**Listed records:**
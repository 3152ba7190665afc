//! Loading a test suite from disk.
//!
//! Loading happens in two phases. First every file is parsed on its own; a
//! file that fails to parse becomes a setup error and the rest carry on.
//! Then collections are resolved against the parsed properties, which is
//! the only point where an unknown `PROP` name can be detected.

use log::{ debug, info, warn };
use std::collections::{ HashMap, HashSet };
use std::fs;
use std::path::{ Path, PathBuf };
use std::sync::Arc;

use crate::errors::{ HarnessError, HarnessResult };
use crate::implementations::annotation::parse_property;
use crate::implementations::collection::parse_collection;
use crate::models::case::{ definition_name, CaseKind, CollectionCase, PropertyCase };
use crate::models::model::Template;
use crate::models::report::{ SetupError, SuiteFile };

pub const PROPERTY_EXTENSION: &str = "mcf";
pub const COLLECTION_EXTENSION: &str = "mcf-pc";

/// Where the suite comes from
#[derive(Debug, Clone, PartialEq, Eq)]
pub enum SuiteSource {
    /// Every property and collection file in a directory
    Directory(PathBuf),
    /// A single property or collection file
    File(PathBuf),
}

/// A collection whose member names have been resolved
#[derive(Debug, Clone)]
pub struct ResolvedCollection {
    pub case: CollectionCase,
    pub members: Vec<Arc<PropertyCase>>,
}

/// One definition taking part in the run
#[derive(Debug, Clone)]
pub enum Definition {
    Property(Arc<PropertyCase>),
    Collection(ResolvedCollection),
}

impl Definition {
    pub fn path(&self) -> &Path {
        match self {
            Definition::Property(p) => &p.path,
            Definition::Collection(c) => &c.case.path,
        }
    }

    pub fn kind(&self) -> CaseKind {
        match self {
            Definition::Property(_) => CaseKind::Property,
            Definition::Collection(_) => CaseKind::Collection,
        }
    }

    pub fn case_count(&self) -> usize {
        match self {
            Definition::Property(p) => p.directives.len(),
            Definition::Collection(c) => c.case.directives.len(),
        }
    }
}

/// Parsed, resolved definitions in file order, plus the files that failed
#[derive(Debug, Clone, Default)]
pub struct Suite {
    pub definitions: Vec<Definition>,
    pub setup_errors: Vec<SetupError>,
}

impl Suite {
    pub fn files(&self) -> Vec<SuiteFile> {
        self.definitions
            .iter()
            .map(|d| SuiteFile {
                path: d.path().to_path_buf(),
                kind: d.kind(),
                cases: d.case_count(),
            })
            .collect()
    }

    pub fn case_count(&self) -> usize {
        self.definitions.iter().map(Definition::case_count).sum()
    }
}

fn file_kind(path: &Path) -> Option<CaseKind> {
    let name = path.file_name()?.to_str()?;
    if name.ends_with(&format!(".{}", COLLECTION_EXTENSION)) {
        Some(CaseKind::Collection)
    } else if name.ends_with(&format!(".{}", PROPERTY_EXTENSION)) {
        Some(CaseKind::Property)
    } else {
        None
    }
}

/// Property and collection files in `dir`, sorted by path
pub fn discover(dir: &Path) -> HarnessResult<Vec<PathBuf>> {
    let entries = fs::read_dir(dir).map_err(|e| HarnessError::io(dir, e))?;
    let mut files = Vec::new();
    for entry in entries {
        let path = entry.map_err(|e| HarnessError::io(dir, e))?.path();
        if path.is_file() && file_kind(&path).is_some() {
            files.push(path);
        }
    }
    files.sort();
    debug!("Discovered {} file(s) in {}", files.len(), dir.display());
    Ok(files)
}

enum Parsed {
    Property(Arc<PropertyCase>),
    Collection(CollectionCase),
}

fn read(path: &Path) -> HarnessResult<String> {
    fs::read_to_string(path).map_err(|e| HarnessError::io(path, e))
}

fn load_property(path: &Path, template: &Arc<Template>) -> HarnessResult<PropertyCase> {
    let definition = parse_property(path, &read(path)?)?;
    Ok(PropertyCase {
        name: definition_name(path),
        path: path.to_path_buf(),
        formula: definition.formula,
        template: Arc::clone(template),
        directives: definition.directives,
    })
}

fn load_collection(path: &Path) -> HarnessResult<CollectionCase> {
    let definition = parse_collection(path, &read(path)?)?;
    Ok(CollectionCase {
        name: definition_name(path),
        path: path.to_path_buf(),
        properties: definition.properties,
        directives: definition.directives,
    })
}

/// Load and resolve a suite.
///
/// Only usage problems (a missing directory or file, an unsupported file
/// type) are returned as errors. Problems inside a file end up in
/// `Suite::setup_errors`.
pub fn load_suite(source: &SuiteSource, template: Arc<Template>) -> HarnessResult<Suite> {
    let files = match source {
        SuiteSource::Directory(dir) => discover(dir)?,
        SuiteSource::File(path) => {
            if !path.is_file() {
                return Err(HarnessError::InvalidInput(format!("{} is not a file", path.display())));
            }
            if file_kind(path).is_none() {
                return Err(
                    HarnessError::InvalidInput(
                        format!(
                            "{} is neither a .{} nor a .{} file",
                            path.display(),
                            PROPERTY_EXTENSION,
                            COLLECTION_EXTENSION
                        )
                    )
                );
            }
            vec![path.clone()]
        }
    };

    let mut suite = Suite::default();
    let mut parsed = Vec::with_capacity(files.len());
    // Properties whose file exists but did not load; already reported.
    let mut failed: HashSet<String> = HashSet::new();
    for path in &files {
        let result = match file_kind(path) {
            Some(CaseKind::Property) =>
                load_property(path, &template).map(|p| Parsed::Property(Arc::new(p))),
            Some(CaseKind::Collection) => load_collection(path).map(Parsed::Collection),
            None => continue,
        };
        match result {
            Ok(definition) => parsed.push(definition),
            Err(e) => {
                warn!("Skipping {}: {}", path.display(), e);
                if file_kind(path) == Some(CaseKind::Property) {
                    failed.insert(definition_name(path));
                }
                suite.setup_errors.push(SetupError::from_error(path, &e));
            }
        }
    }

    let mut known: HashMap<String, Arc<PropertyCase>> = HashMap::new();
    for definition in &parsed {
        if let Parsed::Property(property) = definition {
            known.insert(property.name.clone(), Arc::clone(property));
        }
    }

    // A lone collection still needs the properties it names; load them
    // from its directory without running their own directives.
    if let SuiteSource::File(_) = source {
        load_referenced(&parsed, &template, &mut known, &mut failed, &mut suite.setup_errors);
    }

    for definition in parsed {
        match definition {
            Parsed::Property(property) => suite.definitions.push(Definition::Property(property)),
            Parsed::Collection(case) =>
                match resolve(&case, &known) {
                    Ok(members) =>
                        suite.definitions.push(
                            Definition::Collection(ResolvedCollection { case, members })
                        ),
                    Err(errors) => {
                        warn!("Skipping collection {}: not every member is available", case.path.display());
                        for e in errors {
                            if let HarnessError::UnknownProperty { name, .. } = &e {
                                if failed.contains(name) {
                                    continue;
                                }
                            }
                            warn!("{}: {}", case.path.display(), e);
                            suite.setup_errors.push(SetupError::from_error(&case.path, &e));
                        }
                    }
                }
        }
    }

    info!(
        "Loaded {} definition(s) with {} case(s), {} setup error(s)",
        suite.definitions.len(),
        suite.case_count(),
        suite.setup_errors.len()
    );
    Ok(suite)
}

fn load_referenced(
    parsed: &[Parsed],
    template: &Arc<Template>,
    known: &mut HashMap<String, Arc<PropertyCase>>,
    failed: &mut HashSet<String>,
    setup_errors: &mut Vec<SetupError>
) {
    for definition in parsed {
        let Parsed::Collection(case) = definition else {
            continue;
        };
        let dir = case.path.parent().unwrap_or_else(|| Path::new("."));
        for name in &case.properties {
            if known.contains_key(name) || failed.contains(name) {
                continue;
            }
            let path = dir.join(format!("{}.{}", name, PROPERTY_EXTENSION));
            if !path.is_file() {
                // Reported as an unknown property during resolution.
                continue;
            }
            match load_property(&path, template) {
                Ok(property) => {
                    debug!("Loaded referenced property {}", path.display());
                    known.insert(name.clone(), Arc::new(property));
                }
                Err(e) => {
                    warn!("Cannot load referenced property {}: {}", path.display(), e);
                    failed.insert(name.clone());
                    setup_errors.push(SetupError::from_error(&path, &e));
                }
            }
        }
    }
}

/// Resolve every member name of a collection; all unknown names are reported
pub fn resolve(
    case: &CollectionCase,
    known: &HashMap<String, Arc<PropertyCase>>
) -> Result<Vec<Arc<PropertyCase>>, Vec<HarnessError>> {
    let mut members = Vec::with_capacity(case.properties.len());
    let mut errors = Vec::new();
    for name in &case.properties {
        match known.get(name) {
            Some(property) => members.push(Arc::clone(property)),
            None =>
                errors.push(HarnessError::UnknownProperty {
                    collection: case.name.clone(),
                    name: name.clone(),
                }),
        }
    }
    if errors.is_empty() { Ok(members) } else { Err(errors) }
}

**What is expected:** Transcribe, exactly as written, all lines of the entries above from the first to the one containing "pub enum Definition", and no more.

**Task solution:**
repository 3152ba7190665afc
//! Loading a test suite from disk.
//!
//! Loading happens in two phases. First every file is parsed on its own; a
//! file that fails to parse becomes a setup error and the rest carry on.
//! Then collections are resolved against the parsed properties, which is
//! the only point where an unknown `PROP` name can be detected.

use log::{ debug, info, warn };
use std::collections::{ HashMap, HashSet };
use std::fs;
use std::path::{ Path, PathBuf };
use std::sync::Arc;

use crate::errors::{ HarnessError, HarnessResult };
use crate::implementations::annotation::parse_property;
use crate::implementations::collection::parse_collection;
use crate::models::case::{ definition_name, CaseKind, CollectionCase, PropertyCase };
use crate::models::model::Template;
use crate::models::report::{ SetupError, SuiteFile };

pub const PROPERTY_EXTENSION: &str = "mcf";
pub const COLLECTION_EXTENSION: &str = "mcf-pc";

/// Where the suite comes from
#[derive(Debug, Clone, PartialEq, Eq)]
pub enum SuiteSource {
    /// Every property and collection file in a directory
    Directory(PathBuf),
    /// A single property or collection file
    File(PathBuf),
}

/// A collection whose member names have been resolved
#[derive(Debug, Clone)]
pub struct ResolvedCollection {
    pub case: CollectionCase,
    pub members: Vec<Arc<PropertyCase>>,
}

/// One definition taking part in the run
#[derive(Debug, Clone)]
pub enum Definition {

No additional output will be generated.